In order to obviate internal disturbances or external interference, the

leaders of the movement which had dethroned Prince Cuza caused parliament

to proclaim, on the day of Cuza's abdication, Count Philip of Flanders--

the father of King Albert of Belgium--Prince of Rumania. The offer was,

however, not accepted, as neither France nor Russia favoured the proposal.

Meanwhile a conference had met again in Paris at the instance of Turk

and vetoed the election of a foreign prince. But events of deeper

importance were ripening in Europe, and the Rumanian politicians rightly

surmised that the powers would not enforce their protests if a candidate

were found who was likely to secure the support of Napoleon III, then

'schoolmaster' of European diplomacy. This candidate was found in the

person of Prince Carol of Hohenzollern-Sigmaringen, second son of the head

of the elder branch of the Hohenzollerns (Catholic and non-reigning).

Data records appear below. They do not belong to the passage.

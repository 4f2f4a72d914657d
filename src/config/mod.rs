//! Configuration loading and parsing.
//!
//! This module provides YAML-based resource definitions for the binary and
//! for library consumers that keep their schedules in files.

mod yaml;

pub use yaml::{ConfigError, ResourceConfig, ScheduleConfig, YamlLoader};

use std::collections::HashSet;
use std::path::Path;

use crate::core::resource::ScheduleSpec;
use crate::core::types::ResourceId;

/// Load and validate every resource definition in a directory.
///
/// Definitions are returned in filename order. Duplicate resource ids
/// across files are rejected.
pub fn load_resources_from_directory(
    path: impl AsRef<Path>,
) -> Result<Vec<(ResourceId, ScheduleSpec)>, ConfigError> {
    let configs = YamlLoader::load_directory(path)?;

    let mut seen = HashSet::new();
    let mut resources = Vec::with_capacity(configs.len());
    for config in configs {
        if !seen.insert(config.id.clone()) {
            return Err(ConfigError::DuplicateResource(config.id));
        }
        resources.push(config.into_spec()?);
    }
    Ok(resources)
}
//! Schedule resource data model.
//!
//! A resource pairs a desired [`ScheduleSpec`] with the observed
//! [`ScheduleStatus`] the engine evolves across reconciliation passes. The
//! spec is immutable within a pass; the status round-trips through the
//! caller between passes.

use chrono::{DateTime, Utc};
use serde::{Deserialize, Serialize};
use std::fmt;
use std::str::FromStr;
use thiserror::Error;

use super::schedule::{Schedule, ScheduleError};
use super::types::{JobRef, JobTemplate};

/// Completed jobs retained per resource when no explicit limit is set.
pub const DEFAULT_SUCCESSFUL_HISTORY_LIMIT: u32 = 3;

/// Failed jobs retained per resource when no explicit limit is set.
pub const DEFAULT_FAILED_HISTORY_LIMIT: u32 = 1;

/// Errors in a resource's declared configuration.
#[derive(Debug, Error)]
pub enum SpecError {
    /// Invalid schedule expression or timezone.
    #[error("invalid schedule: {0}")]
    InvalidSchedule(#[from] ScheduleError),

    /// Concurrency policy string not one of the known values.
    #[error("unrecognized concurrency policy: {0:?}")]
    UnknownPolicy(String),
}

/// Rule governing whether a new scheduled run may start while a previous
/// run is still active.
#[derive(Debug, Clone, Copy, Default, PartialEq, Eq, Serialize, Deserialize)]
pub enum ConcurrencyPolicy {
    /// Runs may overlap freely.
    #[default]
    Allow,
    /// Skip the new run if a previous run is still active.
    Forbid,
    /// Cancel the active run and replace it with the new one.
    Replace,
}

impl FromStr for ConcurrencyPolicy {
    type Err = SpecError;

    /// Parse a policy string. The empty string means "unset" and defaults
    /// to `Allow`; any other unknown value is an error, never a silent
    /// fallback.
    fn from_str(s: &str) -> Result<Self, Self::Err> {
        match s {
            "" | "Allow" => Ok(ConcurrencyPolicy::Allow),
            "Forbid" => Ok(ConcurrencyPolicy::Forbid),
            "Replace" => Ok(ConcurrencyPolicy::Replace),
            other => Err(SpecError::UnknownPolicy(other.to_string())),
        }
    }
}

impl fmt::Display for ConcurrencyPolicy {
    fn fmt(&self, f: &mut fmt::Formatter<'_>) -> fmt::Result {
        let s = match self {
            ConcurrencyPolicy::Allow => "Allow",
            ConcurrencyPolicy::Forbid => "Forbid",
            ConcurrencyPolicy::Replace => "Replace",
        };
        write!(f, "{}", s)
    }
}

/// Desired state of a schedule resource.
#[derive(Debug, Clone, Serialize, Deserialize)]
pub struct ScheduleSpec {
    /// Cron-format schedule expression.
    pub schedule: String,
    /// IANA timezone for the schedule. Defaults to UTC.
    pub timezone: Option<String>,
    /// Maximum allowed staleness, in seconds, of a missed fire-time before
    /// it is abandoned rather than launched late. Absent means no deadline.
    pub starting_deadline_seconds: Option<u64>,
    /// Behavior when a fire-time comes due while previous runs are active.
    pub concurrency_policy: ConcurrencyPolicy,
    /// When true, no new launches are computed; status reporting and
    /// history pruning continue.
    pub suspend: bool,
    /// Opaque payload handed to the executor on launch.
    pub job_template: JobTemplate,
    /// Completed-successfully jobs to retain. Explicit 0 retains none;
    /// absent uses [`DEFAULT_SUCCESSFUL_HISTORY_LIMIT`].
    pub successful_jobs_history_limit: Option<u32>,
    /// Failed jobs to retain. Explicit 0 retains none; absent uses
    /// [`DEFAULT_FAILED_HISTORY_LIMIT`].
    pub failed_jobs_history_limit: Option<u32>,
}

impl ScheduleSpec {
    /// Create a spec with the given schedule and job template.
    pub fn new(schedule: impl Into<String>, job_template: JobTemplate) -> Self {
        Self {
            schedule: schedule.into(),
            timezone: None,
            starting_deadline_seconds: None,
            concurrency_policy: ConcurrencyPolicy::default(),
            suspend: false,
            job_template,
            successful_jobs_history_limit: None,
            failed_jobs_history_limit: None,
        }
    }

    /// Set the timezone.
    pub fn with_timezone(mut self, timezone: impl Into<String>) -> Self {
        self.timezone = Some(timezone.into());
        self
    }

    /// Set the starting deadline in seconds.
    pub fn with_starting_deadline_seconds(mut self, seconds: u64) -> Self {
        self.starting_deadline_seconds = Some(seconds);
        self
    }

    /// Set the concurrency policy.
    pub fn with_concurrency_policy(mut self, policy: ConcurrencyPolicy) -> Self {
        self.concurrency_policy = policy;
        self
    }

    /// Set whether launches are suspended.
    pub fn with_suspend(mut self, suspend: bool) -> Self {
        self.suspend = suspend;
        self
    }

    /// Set the successful-jobs history limit.
    pub fn with_successful_jobs_history_limit(mut self, limit: u32) -> Self {
        self.successful_jobs_history_limit = Some(limit);
        self
    }

    /// Set the failed-jobs history limit.
    pub fn with_failed_jobs_history_limit(mut self, limit: u32) -> Self {
        self.failed_jobs_history_limit = Some(limit);
        self
    }

    /// Parse the declared schedule expression.
    pub fn parse_schedule(&self) -> Result<Schedule, ScheduleError> {
        match &self.timezone {
            Some(tz) => Schedule::with_timezone(&self.schedule, tz),
            None => Schedule::new(&self.schedule),
        }
    }

    /// Validate the declared configuration.
    pub fn validate(&self) -> Result<(), SpecError> {
        self.parse_schedule()?;
        Ok(())
    }

    /// Effective successful-jobs retention count.
    pub fn successful_history_limit(&self) -> u32 {
        self.successful_jobs_history_limit
            .unwrap_or(DEFAULT_SUCCESSFUL_HISTORY_LIMIT)
    }

    /// Effective failed-jobs retention count.
    pub fn failed_history_limit(&self) -> u32 {
        self.failed_jobs_history_limit
            .unwrap_or(DEFAULT_FAILED_HISTORY_LIMIT)
    }
}

/// Observed state of a schedule resource.
///
/// Created empty on first reconciliation and evolved strictly through the
/// engine's output across passes.
#[derive(Debug, Clone, Default, PartialEq, Serialize, Deserialize)]
pub struct ScheduleStatus {
    /// Jobs currently believed running, in insertion order. The order
    /// carries no semantic weight.
    pub active: Vec<JobRef>,
    /// The most recent fire-time for which a launch was attempted.
    /// Monotonically non-decreasing once set.
    pub last_schedule_time: Option<DateTime<Utc>>,
}

impl ScheduleStatus {
    /// Create an empty status.
    pub fn new() -> Self {
        Self::default()
    }

    /// Whether the given job is believed running.
    pub fn is_active(&self, job: &JobRef) -> bool {
        self.active.contains(job)
    }
}
//! Core identifier types for the reconciliation engine.
//!
//! These types provide type-safe identifiers for schedule resources and the
//! jobs launched on their behalf.

use chrono::{DateTime, Utc};
use serde::{Deserialize, Serialize};
use std::fmt;

/// Unique identifier for a schedule resource.
#[derive(Debug, Clone, PartialEq, Eq, Hash, Serialize, Deserialize)]
pub struct ResourceId(String);

/// Reference to a job launched for a schedule resource.
///
/// Job identity is deterministic: a scheduled launch is named
/// `{resource}-{unix seconds of the fire-time}`, so retrying a launch for
/// the same fire-time resolves to the same job rather than a duplicate.
#[derive(Debug, Clone, PartialEq, Eq, Hash, Serialize, Deserialize)]
pub struct JobRef(String);

impl ResourceId {
    /// Create a new ResourceId from a string.
    pub fn new(id: impl Into<String>) -> Self {
        Self(id.into())
    }

    /// Get the underlying string value.
    pub fn as_str(&self) -> &str {
        &self.0
    }
}

impl From<&str> for ResourceId {
    fn from(s: &str) -> Self {
        Self::new(s)
    }
}

impl From<String> for ResourceId {
    fn from(s: String) -> Self {
        Self::new(s)
    }
}

impl JobRef {
    /// Create a JobRef from an existing name.
    pub fn new(name: impl Into<String>) -> Self {
        Self(name.into())
    }

    /// The deterministic name of the job for a given fire-time.
    pub fn scheduled(resource: &ResourceId, fire_time: DateTime<Utc>) -> Self {
        Self(format!("{}-{}", resource.as_str(), fire_time.timestamp()))
    }

    /// Get the underlying name.
    pub fn as_str(&self) -> &str {
        &self.0
    }
}

impl From<&str> for JobRef {
    fn from(s: &str) -> Self {
        Self::new(s)
    }
}

impl From<String> for JobRef {
    fn from(s: String) -> Self {
        Self::new(s)
    }
}

impl fmt::Display for ResourceId {
    fn fmt(&self, f: &mut fmt::Formatter<'_>) -> fmt::Result {
        write!(f, "{}", self.0)
    }
}

impl fmt::Display for JobRef {
    fn fmt(&self, f: &mut fmt::Formatter<'_>) -> fmt::Result {
        write!(f, "{}", self.0)
    }
}

/// Terminal or running state of a job, as reported by the executor.
#[derive(Debug, Clone, Copy, PartialEq, Eq, Serialize, Deserialize)]
pub enum JobOutcome {
    /// Job is still executing.
    Running,
    /// Job finished successfully.
    Succeeded,
    /// Job finished with an error.
    Failed,
}

impl JobOutcome {
    /// Whether the job has reached a terminal state.
    pub fn is_finished(&self) -> bool {
        matches!(self, JobOutcome::Succeeded | JobOutcome::Failed)
    }
}

/// One entry of the executor's job listing for a resource.
#[derive(Debug, Clone, PartialEq, Eq, Serialize, Deserialize)]
pub struct ObservedJob {
    /// Reference to the job.
    pub job: JobRef,
    /// Current outcome.
    pub outcome: JobOutcome,
    /// When the job finished, if it has.
    pub finished_at: Option<DateTime<Utc>>,
}

impl ObservedJob {
    /// Create an observation for a running job.
    pub fn running(job: impl Into<JobRef>) -> Self {
        Self {
            job: job.into(),
            outcome: JobOutcome::Running,
            finished_at: None,
        }
    }

    /// Create an observation for a finished job.
    pub fn finished(
        job: impl Into<JobRef>,
        outcome: JobOutcome,
        finished_at: DateTime<Utc>,
    ) -> Self {
        Self {
            job: job.into(),
            outcome,
            finished_at: Some(finished_at),
        }
    }
}

/// Opaque job payload forwarded verbatim to the executor.
///
/// The engine never inspects the contents; each executor backend decides
/// what shape it expects.
#[derive(Debug, Clone, Default, PartialEq, Serialize, Deserialize)]
#[serde(transparent)]
pub struct JobTemplate(serde_json::Value);

impl JobTemplate {
    /// Wrap a serde value as a template.
    pub fn new(value: serde_json::Value) -> Self {
        Self(value)
    }

    /// Get the underlying value.
    pub fn as_value(&self) -> &serde_json::Value {
        &self.0
    }
}

impl From<serde_json::Value> for JobTemplate {
    fn from(value: serde_json::Value) -> Self {
        Self(value)
    }
}
//! The scheduling decision engine: concurrency gating, history pruning,
//! and the per-pass reconciliation function that ties them together.

pub mod gate;
pub mod pruner;
mod reconciler;

pub use gate::GateDecision;
pub use reconciler::{
    Action, PassOutcome, ReconcileError, ReconcileRequest, Reconciler, Reconciliation, SkipReason,
};
//! Reconcile lifecycle events and event handling.
//!
//! The controller emits an event for every externally visible decision a
//! pass makes, enabling observability without coupling consumers to the
//! engine.

use async_trait::async_trait;
use chrono::{DateTime, Utc};
use std::sync::Arc;
use std::time::Instant;
use tokio::sync::RwLock;

use crate::core::types::{JobRef, ResourceId};
use crate::engine::SkipReason;

/// Lifecycle events emitted while reconciling.
#[derive(Debug, Clone)]
pub enum Event {
    /// A job launch was requested for a fire-time.
    JobLaunched {
        resource: ResourceId,
        job: JobRef,
        fire_time: DateTime<Utc>,
        timestamp: Instant,
    },

    /// A running job was cancelled to make way for a replacement.
    JobCancelled {
        resource: ResourceId,
        job: JobRef,
        timestamp: Instant,
    },

    /// Completed jobs were deleted under the history limits.
    JobsPruned {
        resource: ResourceId,
        jobs: Vec<JobRef>,
        timestamp: Instant,
    },

    /// A due fire-time was evaluated but produced no launch.
    LaunchSkipped {
        resource: ResourceId,
        fire_time: DateTime<Utc>,
        reason: SkipReason,
        timestamp: Instant,
    },

    /// The missed-run backlog exceeded the enumeration bound and was
    /// advanced past without launching.
    BacklogDropped {
        resource: ResourceId,
        timestamp: Instant,
    },

    /// A reconciliation pass failed.
    ReconcileFailed {
        resource: ResourceId,
        error: String,
        timestamp: Instant,
    },
}

impl Event {
    /// Get the timestamp of the event.
    pub fn timestamp(&self) -> Instant {
        match self {
            Event::JobLaunched { timestamp, .. } => *timestamp,
            Event::JobCancelled { timestamp, .. } => *timestamp,
            Event::JobsPruned { timestamp, .. } => *timestamp,
            Event::LaunchSkipped { timestamp, .. } => *timestamp,
            Event::BacklogDropped { timestamp, .. } => *timestamp,
            Event::ReconcileFailed { timestamp, .. } => *timestamp,
        }
    }

    /// The resource the event concerns.
    pub fn resource(&self) -> &ResourceId {
        match self {
            Event::JobLaunched { resource, .. } => resource,
            Event::JobCancelled { resource, .. } => resource,
            Event::JobsPruned { resource, .. } => resource,
            Event::LaunchSkipped { resource, .. } => resource,
            Event::BacklogDropped { resource, .. } => resource,
            Event::ReconcileFailed { resource, .. } => resource,
        }
    }

    /// Create a JobLaunched event.
    pub fn job_launched(resource: ResourceId, job: JobRef, fire_time: DateTime<Utc>) -> Self {
        Event::JobLaunched {
            resource,
            job,
            fire_time,
            timestamp: Instant::now(),
        }
    }

    /// Create a JobCancelled event.
    pub fn job_cancelled(resource: ResourceId, job: JobRef) -> Self {
        Event::JobCancelled {
            resource,
            job,
            timestamp: Instant::now(),
        }
    }

    /// Create a JobsPruned event.
    pub fn jobs_pruned(resource: ResourceId, jobs: Vec<JobRef>) -> Self {
        Event::JobsPruned {
            resource,
            jobs,
            timestamp: Instant::now(),
        }
    }

    /// Create a LaunchSkipped event.
    pub fn launch_skipped(
        resource: ResourceId,
        fire_time: DateTime<Utc>,
        reason: SkipReason,
    ) -> Self {
        Event::LaunchSkipped {
            resource,
            fire_time,
            reason,
            timestamp: Instant::now(),
        }
    }

    /// Create a BacklogDropped event.
    pub fn backlog_dropped(resource: ResourceId) -> Self {
        Event::BacklogDropped {
            resource,
            timestamp: Instant::now(),
        }
    }

    /// Create a ReconcileFailed event.
    pub fn reconcile_failed(resource: ResourceId, error: impl Into<String>) -> Self {
        Event::ReconcileFailed {
            resource,
            error: error.into(),
            timestamp: Instant::now(),
        }
    }
}

/// Handler for receiving lifecycle events.
#[async_trait]
pub trait EventHandler: Send + Sync {
    /// Handle an event.
    async fn handle(&self, event: &Event);
}

/// Event bus for distributing events to registered handlers.
pub struct EventBus {
    handlers: RwLock<Vec<Arc<dyn EventHandler>>>,
}

impl EventBus {
    /// Create a new event bus with no handlers.
    pub fn new() -> Self {
        Self {
            handlers: RwLock::new(Vec::new()),
        }
    }

    /// Register an event handler.
    pub async fn register(&self, handler: Arc<dyn EventHandler>) {
        let mut handlers = self.handlers.write().await;
        handlers.push(handler);
    }

    /// Emit an event to all registered handlers.
    pub async fn emit(&self, event: Event) {
        let handlers = self.handlers.read().await;
        for handler in handlers.iter() {
            handler.handle(&event).await;
        }
    }

    /// Get the number of registered handlers.
    pub async fn handler_count(&self) -> usize {
        self.handlers.read().await.len()
    }
}

impl Default for EventBus {
    fn default() -> Self {
        Self::new()
    }
}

Prince Carol was cousin to the King of Prussia, and related through his

grandmother to the Bonaparte family. He could consequently count upon the

support of France and Prussia, while the political situation fortunately

secured him from the opposition of Russia, whose relations with Prussia

were at the time friendly, and also from that of Austria, whom Bismarck

proposed to 'keep busy for some time to come'. The latter must have viewed

with no little satisfaction the prospect of a Hohenzollern occupying the

throne of Rumania at this juncture; and Prince Carol, allowing himself to

be influenced by the Iron Chancellor's advice, answered the call of the

Rumanian nation, which had proclaimed him as 'Carol I, Hereditary Prince

of Rumania'. Travelling secretly with a small retinue, the prince second

class, his suite first, Prince Carol descended the Danube on an Austrian

steamer, and landed on May 8 at Turnu-Severin, the very place where,

nearly eighteen centuries before, the Emperor Trajan had alighted and

founded the Rumanian nation.

By independent and energetic action, by a conscious neglect of the will of

the powers, which only a young constitutional polity would have dared, by

an active and unselfish patriotism, Rumania had at last chosen and secured

as her ruler the foreign prince who alone had a chance of putting a stop

to intrigues from within and from without. And the Rumanians had been

extremely fortunate in their hasty and not quite independent choice. A

prince of Latin origin would probably have been more warmly welcomed to

the hearts of the Rumanian people; but after so many years of political

disorder, corrupt administration, and arbitrary rule, a prince possessed

of the German spirit of discipline and order was best fitted to command

respect and impose obedience and sobriety of principle upon the Rumanian


Prince Carol's task was no easy one. The journal compiled by the

provisional government, which held the reins for the period elapsing

between the abdication of Cuza and the accession of Prince Carol, depicts

in the darkest colours the economic situation to which the faults, the

waste, the negligence, and short-sightedness of the previous regime had

reduced the country, 'the government being in the humiliating position of

having brought disastrous and intolerable hardship alike upon its

creditors, its servants, its pensioners, and its soldiers'.[1] Reforms

were badly needed, and the treasury had nothing in hand but debts. To

increase the income of the state was difficult, for the country was poor

and not economically independent. Under the Paris Convention of 1858,

Rumania remained bound, to her detriment, by the commercial treaties of

her suzerain, Turkey, the powers not being willing to lose the privileges

they enjoyed under the Turkish capitulations. Moreover, she was specially

excluded from the arrangement of 1860, which allowed Turkey to increase

her import taxes. The inheritance of ultra-liberal measures from the

previous regime made it difficult to cope with the unruly spirit of the

nation. Any attempt at change in this direction would have savoured of

despotism to the people, who, having at last won the right to speak aloud,

believed that to clamour against anything that meant 'rule' was the only

real and full assertion of liberty. And the dissatisfied were always

certain of finding a sympathetic ear and an open purse in the

Chancellories of Vienna and St. Petersburg.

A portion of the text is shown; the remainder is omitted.